I was supposed to meet my Dad at this small airport, but the airport was closed to the public that day for military training that was going to happen later that week. I could not get on the property. I went to the next closest airport in Hollywood, Florida the one he did not want to land at as the runway was too short. I called the tower and gave my Dad’s plane identification numbers and my location so when he took off at the other airport the tower could tell him where I was at. It took hours but we finally met up. By that time my Dad was in a hurry, wanting to get back to Savannah before the storms. I did not get to say what I wanted to say. As my Dad taxied off he opened the window of the plane and said, “I am sending you $50.00, I want you to come home next month, I have a surprise for you.” Off he flew.

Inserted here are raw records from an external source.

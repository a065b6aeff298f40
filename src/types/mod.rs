//! Types module for the session engine.
//!
//! Contacts, sync cursors, inbound messages and lifecycle events.

mod contact;
mod cursor;
mod events;
mod message;

pub use contact::*;
pub use cursor::*;
pub use events::*;
pub use message::*;
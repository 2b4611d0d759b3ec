//! # Intersect/Compare Engine
//!
//! Stateless pairwise comparison kernels over the bit planes of
//! [`Haplotype`] and [`Genotype`]. Each comparison reduces to bitwise
//! AND/OR/XOR plus a population count over `u64` words, so a panel-wide
//! scan touches two machine words per 64 loci instead of branching per
//! locus.
//!
//! Kernels read whole raw words, including the dead tail bits of the final
//! partial word, so every combined word is masked before counting. Inputs
//! are assumed canonical (see the plane tables in [`crate::data`]): an
//! unread locus never sets its value bit.
//!
//! The value-type comparison methods in `data` delegate here, as do the
//! panel scans in [`crate::panel`] — one optimized code path for both.

use crate::data::genotype::Genotype;
use crate::data::haplotype::Haplotype;
use crate::error::{check_lengths, Result};

/// Tallies from comparing two allele sequences over their shared loci.
#[derive(Clone, Copy, Debug, Default, PartialEq, Eq)]
pub struct IntersectSummary {
    /// Loci where both calls are read and agree
    pub matching: usize,
    /// Loci where both calls are read and disagree
    pub non_matching: usize,
    /// Loci where both calls are read
    pub non_missing: usize,
    /// Loci compared in total
    pub total: usize,
}

/// Mask selecting the live bits of word `i` in a plane of `len` bits.
#[inline(always)]
pub(crate) fn word_mask(len: usize, i: usize, n_words: usize) -> u64 {
    if i + 1 == n_words {
        tail_mask(len)
    } else {
        !0
    }
}

/// Mask for the live bits of the final word of a `len`-bit plane.
#[inline(always)]
fn tail_mask(len: usize) -> u64 {
    match len % 64 {
        0 => !0,
        rem => (1u64 << rem) - 1,
    }
}

/// Population count of `f` applied wordwise to one plane.
#[inline]
pub(crate) fn count_unary<F>(len: usize, a: &[u64], f: F) -> usize
where
    F: Fn(u64) -> u64,
{
    let n_words = a.len();
    let mut total = 0usize;
    for i in 0..n_words {
        total += (f(a[i]) & word_mask(len, i, n_words)).count_ones() as usize;
    }
    total
}

/// Population count of `f` applied wordwise to two planes.
#[inline]
pub(crate) fn count_binary<F>(len: usize, a: &[u64], b: &[u64], f: F) -> usize
where
    F: Fn(u64, u64) -> u64,
{
    let n_words = a.len();
    let mut total = 0usize;
    for i in 0..n_words {
        total += (f(a[i], b[i]) & word_mask(len, i, n_words)).count_ones() as usize;
    }
    total
}

/// Population count of `f` applied wordwise to the four planes of a
/// sequence pair.
#[inline]
pub(crate) fn count_quad<F>(len: usize, a: &[u64], b: &[u64], c: &[u64], d: &[u64], f: F) -> usize
where
    F: Fn(u64, u64, u64, u64) -> u64,
{
    let n_words = a.len();
    let mut total = 0usize;
    for i in 0..n_words {
        total += (f(a[i], b[i], c[i], d[i]) & word_mask(len, i, n_words)).count_ones() as usize;
    }
    total
}

/// Compare two haplotypes locus by locus.
///
/// Returns the match/mismatch/presence tallies over all shared loci.
/// Fails with `LengthMismatch` when the sequences differ in length.
pub fn compare_haplotypes(a: &Haplotype, b: &Haplotype) -> Result<IntersectSummary> {
    check_lengths(a.len(), b.len())?;
    Ok(hap_summary(a, b))
}

/// Unchecked haplotype comparison; lengths must already agree.
pub(crate) fn hap_summary(a: &Haplotype, b: &Haplotype) -> IntersectSummary {
    let len = a.len();
    let (p1, m1) = (a.phase_words(), a.missing_words());
    let (p2, m2) = (b.phase_words(), b.missing_words());

    let n_words = p1.len();
    let mut non_missing = 0usize;
    let mut matching = 0usize;
    for i in 0..n_words {
        let mask = word_mask(len, i, n_words);
        let present = !m1[i] & !m2[i] & mask;
        non_missing += present.count_ones() as usize;
        matching += (present & !(p1[i] ^ p2[i])).count_ones() as usize;
    }

    IntersectSummary {
        matching,
        non_matching: non_missing - matching,
        non_missing,
        total: len,
    }
}

/// Loci where two genotypes differ, unread compared as an ordinary value.
pub(crate) fn geno_not_equal(a: &Genotype, b: &Genotype) -> usize {
    count_quad(
        a.len(),
        a.homo_words(),
        a.extra_words(),
        b.homo_words(),
        b.extra_words(),
        |h1, e1, h2, e2| (h1 ^ h2) | (e1 ^ e2),
    )
}

/// Loci where two genotypes differ, skipping loci with an unread side.
pub(crate) fn geno_not_equal_exclude_missing(a: &Genotype, b: &Genotype) -> usize {
    count_quad(
        a.len(),
        a.homo_words(),
        a.extra_words(),
        b.homo_words(),
        b.extra_words(),
        |h1, e1, h2, e2| ((h1 ^ h2) | (e1 ^ e2)) & (h1 | !e1) & (h2 | !e2),
    )
}

/// Loci where two genotypes are opposite homozygotes (dosage 0 vs 2).
///
/// An unread side can never contribute: unread calls carry `homo = 0`.
pub(crate) fn geno_opposite_homozygotes(a: &Genotype, b: &Genotype) -> usize {
    count_quad(
        a.len(),
        a.homo_words(),
        a.extra_words(),
        b.homo_words(),
        b.extra_words(),
        |h1, e1, h2, e2| h1 & h2 & (e1 ^ e2),
    )
}

/// Loci where a haplotype cannot underlie a genotype: dosage 0 against
/// allele 1, or dosage 2 against allele 0. Unread and heterozygous calls
/// are always compatible.
pub(crate) fn geno_hap_incompatible(g: &Genotype, hap: &Haplotype) -> usize {
    count_quad(
        g.len(),
        g.homo_words(),
        g.extra_words(),
        hap.phase_words(),
        hap.missing_words(),
        |h, e, p, m| ((h & !e & p) | (h & e & !p)) & !m,
    )
}
//! # Panel Module
//!
//! The haplotype reference panel and its search operations.

pub mod library;

pub use library::{HapIdx, HaplotypeLibrary};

I took my daughter Shayla home; it was hot so we went for a swim at the apartments. I kept hearing the phone ringing inside so I took Shayla in and answered the phone. That day my life would never be the same. It was the tower, calling to say that my Dad’s plane had crashed and that I needed to get to the hospital as quickly as possible. When I got there I found out my Dad was alive but barely. They would not let me see my Dad until the police questioned me. You see they thought my daughter was still in the plane and they could not find her. They had dogs searching for her, I told them that here she was with me but they thought that I was hysterical and that this was not the same little girl. When I finally convinced them I was able to see my Dad. He was brain-dead but they kept him alive until my Mother and brothers could fly in to say good-bye. My Dad’s best friend died that day, his lung was punctured he was awake and begging for help but help did not get to him soon enough and he died.

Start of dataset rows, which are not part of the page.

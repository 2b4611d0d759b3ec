//! # Data Module
//!
//! The per-locus value types and their fixed-length sequences. This is the
//! core "Model" layer.
//!
//! ## Design Philosophy
//! - **Bit-plane storage:** each sequence keeps two `u64`-backed planes
//!   (presence + value) instead of one enum per locus, so pairwise
//!   comparisons run wordwise in the intersect engine.
//! - **Tagged values at the boundary:** the integer wire convention
//!   (missing sentinel `9`) is decoded once in `allele`; internal logic
//!   only ever sees `Allele`/`Dosage`.

pub mod allele;
pub mod genotype;
pub mod haplotype;

// Re-export commonly used types
pub use allele::{Allele, Dosage, MISSING_CODE};
pub use genotype::Genotype;
pub use haplotype::Haplotype;
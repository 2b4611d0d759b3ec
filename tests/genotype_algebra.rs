//! Fixture tests for the per-locus algebra: construction, compatibility,
//! complement, distance counts, and imputation-style fills.

use haplokit::{Genotype, Haplotype, HaplokitError};

fn hap(codes: &[u8]) -> Haplotype {
    Haplotype::from_codes(codes).expect("valid haplotype codes")
}

fn geno(codes: &[u8]) -> Genotype {
    Genotype::from_codes(codes).expect("valid genotype codes")
}

#[test]
fn construction_round_trips_every_locus() {
    let hap_codes = [1u8, 0, 9, 1, 0];
    let h = hap(&hap_codes);
    for (i, &code) in hap_codes.iter().enumerate() {
        assert_eq!(h.get(i).unwrap().code(), code);
    }

    let geno_codes = [2u8, 1, 0, 9, 2];
    let g = geno(&geno_codes);
    for (i, &code) in geno_codes.iter().enumerate() {
        assert_eq!(g.get(i).unwrap().code(), code);
    }
}

#[test]
fn genotype_from_haplotypes_sums_with_missing_propagation() {
    let built = Genotype::from_haplotypes(&hap(&[1, 0, 1, 1, 1, 0]), &hap(&[1, 1, 0, 9, 1, 0]))
        .expect("equal lengths");
    assert_eq!(built, geno(&[2, 1, 1, 9, 2, 0]));
}

#[test]
fn haplotype_compatibility_follows_dosage_rules() {
    let g = geno(&[1, 0, 2, 1, 2, 0]);
    assert!(g.is_haplotype_compatible(&hap(&[1, 0, 1, 1, 1, 0])).unwrap());
    assert!(!g.is_haplotype_compatible(&hap(&[1, 0, 0, 1, 1, 0])).unwrap());
}

#[test]
fn mismatch_count_is_opposite_homozygotes_only() {
    let g = geno(&[1, 0, 2, 1, 2, 0]);
    assert_eq!(g.count_mismatches(&geno(&[1, 0, 2, 1, 1, 2])).unwrap(), 1);
    assert_eq!(g.count_mismatches(&geno(&[0, 0, 0, 0, 0, 2])).unwrap(), 3);
}

#[test]
fn num_het_counts_dosage_one() {
    assert_eq!(geno(&[1, 1, 1, 1, 1, 1, 1]).num_het(), 7);
    assert_eq!(geno(&[1, 0, 2, 1, 1, 2]).num_het(), 3);
}

#[test]
fn subset_genotype_is_a_typed_window() {
    let sub = geno(&[1, 0, 2, 1, 2, 0]).subset_genotype(2, 5).unwrap();
    assert_eq!(sub.len(), 3);
    assert_eq!(sub.to_codes(), vec![2, 1, 2]);
}

#[test]
fn slice_is_a_plain_dosage_sequence() {
    let window = geno(&[1, 0, 2, 1, 2, 0]).slice(2, 5).unwrap();
    let codes: Vec<u8> = window.into_iter().map(|d| d.code()).collect();
    assert_eq!(codes, vec![2, 1, 2]);
}

#[test]
fn fill_from_other_resolves_missing_loci() {
    let mut g = geno(&[1, 0, 9, 9]);
    g.set_from_other_if_missing(&geno(&[1, 0, 2, 2])).unwrap();
    assert_eq!(g, geno(&[1, 0, 2, 2]));
}

#[test]
fn fill_from_haplotypes_needs_both_calls_read() {
    let mut g = geno(&[1, 0, 9, 9]);
    g.set_from_haplotypes_if_missing(&hap(&[1, 9, 1, 0]), &hap(&[1, 0, 1, 1]))
        .unwrap();
    assert_eq!(g, geno(&[1, 0, 2, 1]));
}

#[test]
fn complement_deduces_the_other_gamete() {
    let c = geno(&[1, 0, 2, 2]).complement(&hap(&[1, 0, 1, 1])).unwrap();
    assert_eq!(c, hap(&[0, 0, 1, 1]));

    let c = geno(&[1, 0, 9, 2]).complement(&hap(&[0, 0, 1, 1])).unwrap();
    assert_eq!(c, hap(&[1, 0, 9, 1]));
}

#[test]
fn not_equal_counts_respect_missing_policy() {
    let a = geno(&[1, 9, 2, 9, 0, 1]);
    let b = geno(&[1, 2, 0, 9, 9, 1]);

    // unread is an ordinary value here; two unread calls are equal
    let plain = a.count_not_equal(&b).unwrap();
    assert_eq!(plain, 3);

    // a locus with an unread side is never counted
    let exclude = a.count_not_equal_exclude_missing(&b).unwrap();
    assert_eq!(exclude, 1);

    assert!(exclude <= plain);
}

#[test]
fn fill_from_other_is_idempotent() {
    let donor = geno(&[2, 9, 1, 0, 9]);
    let mut filled = geno(&[9, 9, 9, 1, 9]);
    filled.set_from_other_if_missing(&donor).unwrap();
    let after_once = filled.clone();
    filled.set_from_other_if_missing(&donor).unwrap();
    assert_eq!(filled, after_once);
}

#[test]
fn text_form_round_trips_through_the_construction_parser() {
    let g = geno(&[1, 0, 2, 1, 2, 0]);
    let parsed: Genotype = g.to_string().parse().unwrap();
    assert_eq!(parsed, g);

    let h = hap(&[1, 0, 9, 1]);
    let parsed: Haplotype = h.to_string().parse().unwrap();
    assert_eq!(parsed, h);
}

#[test]
fn errors_carry_the_spec_taxonomy() {
    // index outside [0, length)
    assert!(matches!(
        geno(&[1, 0]).get(2),
        Err(HaplokitError::IndexOutOfRange { index: 2, len: 2 })
    ));

    // malformed half-open ranges
    assert!(matches!(
        geno(&[1, 0, 2]).subset_genotype(2, 1),
        Err(HaplokitError::IndexOutOfRange { .. })
    ));
    assert!(matches!(
        geno(&[1, 0, 2]).slice(0, 4),
        Err(HaplokitError::IndexOutOfRange { .. })
    ));

    // unequal lengths
    assert!(matches!(
        Genotype::from_haplotypes(&hap(&[1, 0]), &hap(&[1, 0, 1])),
        Err(HaplokitError::LengthMismatch { left: 2, right: 3 })
    ));
    assert!(matches!(
        geno(&[1, 0]).count_not_equal(&geno(&[1, 0, 2])),
        Err(HaplokitError::LengthMismatch { .. })
    ));

    // construction values outside the call set
    assert!(matches!(
        Haplotype::from_codes(&[0, 1, 2]),
        Err(HaplokitError::InvalidAlleleValue { value: 2 })
    ));
    assert!(matches!(
        Genotype::from_codes(&[0, 4]),
        Err(HaplokitError::InvalidAlleleValue { value: 4 })
    ));
}

#[test]
fn failed_operations_do_not_mutate_the_receiver() {
    let mut g = geno(&[9, 1, 9]);
    let before = g.clone();
    assert!(g.set_from_other_if_missing(&geno(&[0, 0])).is_err());
    assert!(g
        .set_from_haplotypes_if_missing(&hap(&[0, 1]), &hap(&[0, 1]))
        .is_err());
    assert_eq!(g, before);
}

 They had crashed into a building which collapsed on top of them, People came and tried to dig them out but there was just too much rubble. I have more to tell about this day but will save it for another post. This is where the un-forgiveness comes in. My oldest brother Carl, who I have always adored, has never forgiven me for this day, he blames me for my Father’s death, and he said that “if our Father was not visiting you, he would not have died.” My brother lives 8 miles from me and 20 years later he still will not forgive me. Time marches on and robs us, one day there will  be no more chances to speak to each other  but what is even sadder he will not talk to my Mother or anyone that speaks to me. My Mother is 76 years old, how will he fees when she passes on and he can never tell her he is sorry, will he care?

That leads me to my next story. I have an Aunt Doris, 91 years old. She has recently been injured severely while at a nursing home. She may not live. If she does live she is looking at months and months in a hospital. She has a daughter and grandchildren who are refusing to see her. Don’t they get it; they may not have the chance to ever forgive her for whatever they are mad at.  How will they feel? I have been told that they are mad because they did not get the chance to help plan her 90th birthday party, that my cousin Sandra and Aunt Betty planned it all – I don’t know if that is the reason or not. As I said at the beginning family gets mad at family for some of the stupidest things.

Forgiveness isn’t really for the person you are mad at. Forgiveness is for yourself, it gives you peace of mind, it lets you be free. Forgive those that have hurt you and see how soon you heal, how the pieces that are broken inside you are repaired. I have even forgiven my uncle for all the sexual abuse and one day I will remember everything he did to me, but I will be free when all those memories come back, I won’t be broken anymore.

I pray that my cousins Peggy, Dennis and Brian forgive my Aunt Doris before it is too late. I also pray that my little story will help someone else forgive those that have hurt them.